===== The input

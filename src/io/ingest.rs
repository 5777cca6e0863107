//! Tabular ingest (CSV and spreadsheet workbooks).
//!
//! This module turns a vendor export into a `Table` of trimmed string cells.
//!
//! Design goals:
//! - **Hard stop** on a missing/unreadable file (exit code 2)
//! - **Row-level tolerance** (undecodable bytes are replaced and recorded, never dropped)
//! - **No typing**: every cell stays a string; checks coerce on demand

use std::fs::File;
use std::path::Path;

use calamine::{Data, Reader, open_workbook_auto};
use tracing::{debug, warn};

use crate::domain::{RowError, Table, normalize_header};
use crate::error::AppError;

const WORKBOOK_EXTENSIONS: [&str; 5] = ["xlsx", "xlsm", "xlsb", "xls", "ods"];

/// Load a CSV or workbook file (decided by extension).
pub fn load_table(path: &Path) -> Result<Table, AppError> {
    if !path.is_file() {
        return Err(AppError::input(format!(
            "Input file not found: '{}'",
            path.display()
        )));
    }

    let table = if is_workbook(path) {
        load_workbook(path)?
    } else {
        load_csv(path)?
    };

    debug!(
        path = %path.display(),
        columns = table.headers.len(),
        rows = table.len(),
        row_errors = table.row_errors.len(),
        "loaded table"
    );
    for err in &table.row_errors {
        warn!(line = err.line, "{}", err.message);
    }
    Ok(table)
}

pub fn is_workbook(path: &Path) -> bool {
    path.extension()
        .and_then(|e| e.to_str())
        .map(|e| WORKBOOK_EXTENSIONS.iter().any(|w| e.eq_ignore_ascii_case(w)))
        .unwrap_or(false)
}

fn load_csv(path: &Path) -> Result<Table, AppError> {
    let file = File::open(path)
        .map_err(|e| AppError::input(format!("Failed to open CSV '{}': {e}", path.display())))?;

    let mut reader = csv::ReaderBuilder::new()
        .flexible(true)
        .trim(csv::Trim::All)
        .from_reader(file);

    let headers: Vec<String> = reader
        .byte_headers()
        .map_err(|e| AppError::input(format!("Failed to read CSV headers from '{}': {e}", path.display())))?
        .iter()
        .map(|field| String::from_utf8_lossy(field).into_owned())
        .collect();

    if headers.iter().all(|h| normalize_header(h).is_empty()) {
        return Err(AppError::input(format!("No data found in '{}'", path.display())));
    }

    // Every record is kept so row indices line up with the file; bytes that
    // are not UTF-8 become U+FFFD and the line is reported.
    let mut rows = Vec::new();
    let mut row_errors = Vec::new();
    for (idx, result) in reader.byte_records().enumerate() {
        let record = result.map_err(|e| {
            AppError::input(format!("Failed to read '{}' near line {}: {e}", path.display(), idx + 2))
        })?;
        let line = record
            .position()
            .map(|p| p.line() as usize)
            .unwrap_or(idx + 2);

        let mut lossy = false;
        let row: Vec<String> = record
            .iter()
            .map(|field| match std::str::from_utf8(field) {
                Ok(text) => text.to_string(),
                Err(_) => {
                    lossy = true;
                    String::from_utf8_lossy(field).into_owned()
                }
            })
            .collect();
        if lossy {
            row_errors.push(RowError {
                line,
                message: format!("row {}: invalid UTF-8 replaced with U+FFFD", rows.len()),
            });
        }
        rows.push(row);
    }

    let mut table = build_table(path, headers, rows);
    table.row_errors = row_errors;
    Ok(table)
}

fn load_workbook(path: &Path) -> Result<Table, AppError> {
    let mut workbook = open_workbook_auto(path)
        .map_err(|e| AppError::input(format!("Failed to open workbook '{}': {e}", path.display())))?;

    let range = workbook
        .worksheet_range_at(0)
        .ok_or_else(|| AppError::input(format!("Workbook '{}' has no sheets", path.display())))?
        .map_err(|e| AppError::input(format!("Failed to read first sheet of '{}': {e}", path.display())))?;

    let mut sheet_rows = range.rows();
    let headers: Vec<String> = match sheet_rows.next() {
        Some(row) => row.iter().map(cell_text).collect(),
        None => return Err(AppError::input(format!("No data found in '{}'", path.display()))),
    };

    let rows = sheet_rows
        .map(|row| row.iter().map(cell_text).collect())
        .collect();

    Ok(build_table(path, headers, rows))
}

/// Drop blank / `Unnamed: N` header columns and build the table.
fn build_table(path: &Path, headers: Vec<String>, rows: Vec<Vec<String>>) -> Table {
    let keep: Vec<usize> = headers
        .iter()
        .enumerate()
        .filter(|(_, h)| {
            let name = normalize_header(h);
            !name.is_empty() && !name.starts_with("unnamed")
        })
        .map(|(idx, _)| idx)
        .collect();

    if keep.len() == headers.len() {
        let headers = headers.iter().map(|h| clean_header(h)).collect();
        return Table::new(path, headers, rows);
    }

    debug!(dropped = headers.len() - keep.len(), "dropping unnamed columns");
    let kept_headers = keep.iter().map(|&i| clean_header(&headers[i])).collect();
    let kept_rows = rows
        .into_iter()
        .map(|row| {
            keep.iter()
                .map(|&i| row.get(i).cloned().unwrap_or_default())
                .collect()
        })
        .collect();
    Table::new(path, kept_headers, kept_rows)
}

fn clean_header(name: &str) -> String {
    name.trim().trim_start_matches('\u{feff}').trim().to_string()
}

fn cell_text(cell: &Data) -> String {
    match cell {
        Data::Empty => String::new(),
        Data::String(s) => s.trim().to_string(),
        Data::Int(i) => i.to_string(),
        // Workbooks store integral numbers as floats; render `2.0` as `2`.
        Data::Float(f) if f.fract() == 0.0 && f.abs() < 1e15 => format!("{}", *f as i64),
        Data::Float(f) => f.to_string(),
        Data::Bool(b) => b.to_string(),
        other => other.to_string().trim().to_string(),
    }
}

#[cfg(test)]
mod tests {
    use super::*;
    use std::io::Write;

    fn write_tmp(name: &str, contents: &str) -> (tempfile::TempDir, std::path::PathBuf) {
        let dir = tempfile::tempdir().unwrap();
        let path = dir.path().join(name);
        let mut f = File::create(&path).unwrap();
        f.write_all(contents.as_bytes()).unwrap();
        (dir, path)
    }

    #[test]
    fn loads_csv_with_bom_and_trims_cells() {
        let (_dir, path) = write_tmp(
            "cisco.csv",
            "\u{feff}option_part_no , ranks\n UCS-MR-X8G1RS-H , 1\nUCSX-MRX96G2RF3,2\n",
        );
        let table = load_table(&path).unwrap();
        assert_eq!(table.headers, vec!["option_part_no", "ranks"]);
        assert_eq!(table.len(), 2);
        assert_eq!(table.cell(0, "option_part_no"), "UCS-MR-X8G1RS-H");
        assert_eq!(table.cell(1, "ranks"), "2");
    }

    #[test]
    fn drops_unnamed_columns() {
        let (_dir, path) = write_tmp("hpe.csv", ",store,Unnamed: 3,category\n0,hpe,,memory\n");
        let table = load_table(&path).unwrap();
        assert_eq!(table.headers, vec!["store", "category"]);
        assert_eq!(table.rows[0], vec!["hpe", "memory"]);
    }

    #[test]
    fn missing_file_is_an_input_error() {
        let err = load_table(Path::new("/definitely/not/here.csv")).unwrap_err();
        assert_eq!(err.exit_code(), crate::error::EXIT_INPUT);
        assert!(err.message().contains("not found"));
    }

    #[test]
    fn empty_file_is_an_input_error() {
        let (_dir, path) = write_tmp("empty.csv", "");
        let err = load_table(&path).unwrap_err();
        assert_eq!(err.exit_code(), crate::error::EXIT_INPUT);
    }

    #[test]
    fn undecodable_bytes_keep_the_row_in_place() {
        let dir = tempfile::tempdir().unwrap();
        let path = dir.path().join("cisco.csv");
        std::fs::write(
            &path,
            b"option_part_no,ranks,rank_width,dimm_ranks\nUCS-A,1,4,1Rx4\nUCS-\xAE,2,8,1Rx4\nUCS-C,1,4,1Rx4\n",
        )
        .unwrap();

        let table = load_table(&path).unwrap();
        assert_eq!(table.len(), 3);
        assert_eq!(table.cell(1, "option_part_no"), "UCS-\u{fffd}");
        assert_eq!(table.cell(1, "ranks"), "2");
        assert_eq!(table.cell(2, "option_part_no"), "UCS-C");
        assert_eq!(table.row_errors.len(), 1);
        assert_eq!(table.row_errors[0].line, 3);
        assert!(table.row_errors[0].message.contains("U+FFFD"));
    }

    /// Minimal xlsx package: one sheet of inline strings and numbers.
    fn write_xlsx(path: &Path, sheet_rows: &str) {
        use zip::write::SimpleFileOptions;

        let parts = [
            (
                "[Content_Types].xml",
                r#"<?xml version="1.0" encoding="UTF-8" standalone="yes"?>
<Types xmlns="http://schemas.openxmlformats.org/package/2006/content-types"><Default Extension="rels" ContentType="application/vnd.openxmlformats-package.relationships+xml"/><Default Extension="xml" ContentType="application/xml"/><Override PartName="/xl/workbook.xml" ContentType="application/vnd.openxmlformats-officedocument.spreadsheetml.sheet.main+xml"/><Override PartName="/xl/worksheets/sheet1.xml" ContentType="application/vnd.openxmlformats-officedocument.spreadsheetml.worksheet+xml"/></Types>"#
                    .to_string(),
            ),
            (
                "_rels/.rels",
                r#"<?xml version="1.0" encoding="UTF-8" standalone="yes"?>
<Relationships xmlns="http://schemas.openxmlformats.org/package/2006/relationships"><Relationship Id="rId1" Type="http://schemas.openxmlformats.org/officeDocument/2006/relationships/officeDocument" Target="xl/workbook.xml"/></Relationships>"#
                    .to_string(),
            ),
            (
                "xl/workbook.xml",
                r#"<?xml version="1.0" encoding="UTF-8" standalone="yes"?>
<workbook xmlns="http://schemas.openxmlformats.org/spreadsheetml/2006/main" xmlns:r="http://schemas.openxmlformats.org/officeDocument/2006/relationships"><sheets><sheet name="Sheet1" sheetId="1" r:id="rId1"/></sheets></workbook>"#
                    .to_string(),
            ),
            (
                "xl/_rels/workbook.xml.rels",
                r#"<?xml version="1.0" encoding="UTF-8" standalone="yes"?>
<Relationships xmlns="http://schemas.openxmlformats.org/package/2006/relationships"><Relationship Id="rId1" Type="http://schemas.openxmlformats.org/officeDocument/2006/relationships/worksheet" Target="worksheets/sheet1.xml"/></Relationships>"#
                    .to_string(),
            ),
            (
                "xl/worksheets/sheet1.xml",
                format!(
                    r#"<?xml version="1.0" encoding="UTF-8" standalone="yes"?>
<worksheet xmlns="http://schemas.openxmlformats.org/spreadsheetml/2006/main"><sheetData>{sheet_rows}</sheetData></worksheet>"#
                ),
            ),
        ];

        let mut zip = zip::ZipWriter::new(File::create(path).unwrap());
        let options = SimpleFileOptions::default().compression_method(zip::CompressionMethod::Stored);
        for (name, body) in parts {
            zip.start_file(name, options).unwrap();
            zip.write_all(body.as_bytes()).unwrap();
        }
        zip.finish().unwrap();
    }

    fn text_cell(cell_ref: &str, text: &str) -> String {
        format!(r#"<c r="{cell_ref}" t="inlineStr"><is><t>{text}</t></is></c>"#)
    }

    #[test]
    fn loads_first_sheet_of_a_workbook() {
        let dir = tempfile::tempdir().unwrap();
        let path = dir.path().join("06052025_cisco_db_import.xlsx");
        let rows = format!(
            r#"<row r="1">{}{}</row><row r="2">{}<c r="B2"><v>7</v></c>{}</row><row r="3">{}<c r="C3"><v>2</v></c></row>"#,
            text_cell("A1", "option_part_no"),
            text_cell("C1", " ranks "),
            text_cell("A2", " UCS-MR-X8G1RS-H "),
            text_cell("C2", "1"),
            text_cell("A3", "UCSX-MRX96G2RF3"),
        );
        write_xlsx(&path, &rows);

        let table = load_table(&path).unwrap();
        assert_eq!(table.headers, vec!["option_part_no", "ranks"]);
        assert_eq!(table.len(), 2);
        assert_eq!(table.cell(0, "option_part_no"), "UCS-MR-X8G1RS-H");
        assert_eq!(table.cell(0, "ranks"), "1");
        assert_eq!(table.cell(1, "option_part_no"), "UCSX-MRX96G2RF3");
        assert_eq!(table.cell(1, "ranks"), "2");
        assert!(table.row_errors.is_empty());
    }

    #[test]
    fn empty_or_corrupt_workbooks_are_input_errors() {
        let dir = tempfile::tempdir().unwrap();
        let empty = dir.path().join("empty.xlsx");
        write_xlsx(&empty, "");
        let err = load_table(&empty).unwrap_err();
        assert_eq!(err.exit_code(), crate::error::EXIT_INPUT);
        assert!(err.message().starts_with("No data found"));

        let corrupt = dir.path().join("corrupt.xlsx");
        std::fs::write(&corrupt, "option_part_no\nUCS-A\n").unwrap();
        let err = load_table(&corrupt).unwrap_err();
        assert_eq!(err.exit_code(), crate::error::EXIT_INPUT);
        assert!(err.message().starts_with("Failed to open workbook"));
    }

    #[test]
    fn workbook_detection_by_extension() {
        assert!(is_workbook(Path::new("06052025_cisco_db_import.XLSX")));
        assert!(is_workbook(Path::new("a.ods")));
        assert!(!is_workbook(Path::new("a.csv")));
        assert!(!is_workbook(Path::new("noext")));
    }

    #[test]
    fn workbook_cells_render_as_plain_text() {
        assert_eq!(cell_text(&Data::Float(2.0)), "2");
        assert_eq!(cell_text(&Data::Float(2.5)), "2.5");
        assert_eq!(cell_text(&Data::String(" 1Rx4 ".to_string())), "1Rx4");
        assert_eq!(cell_text(&Data::Empty), "");
    }
}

==========

### Action item
Everything from the first line of the records above through the line containing "use crate::error::AppError;" should be restated word for word; leave out all other lines.

### Exercise response
filename src/io/ingest.rs
repository 5777cca6e0863107
//! Tabular ingest (CSV and spreadsheet workbooks).
//!
//! This module turns a vendor export into a `Table` of trimmed string cells.
//!
//! Design goals:
//! - **Hard stop** on a missing/unreadable file (exit code 2)
//! - **Row-level tolerance** (undecodable bytes are replaced and recorded, never dropped)
//! - **No typing**: every cell stays a string; checks coerce on demand

use std::fs::File;
use std::path::Path;

use calamine::{Data, Reader, open_workbook_auto};
use tracing::{debug, warn};

use crate::domain::{RowError, Table, normalize_header};
use crate::error::AppError;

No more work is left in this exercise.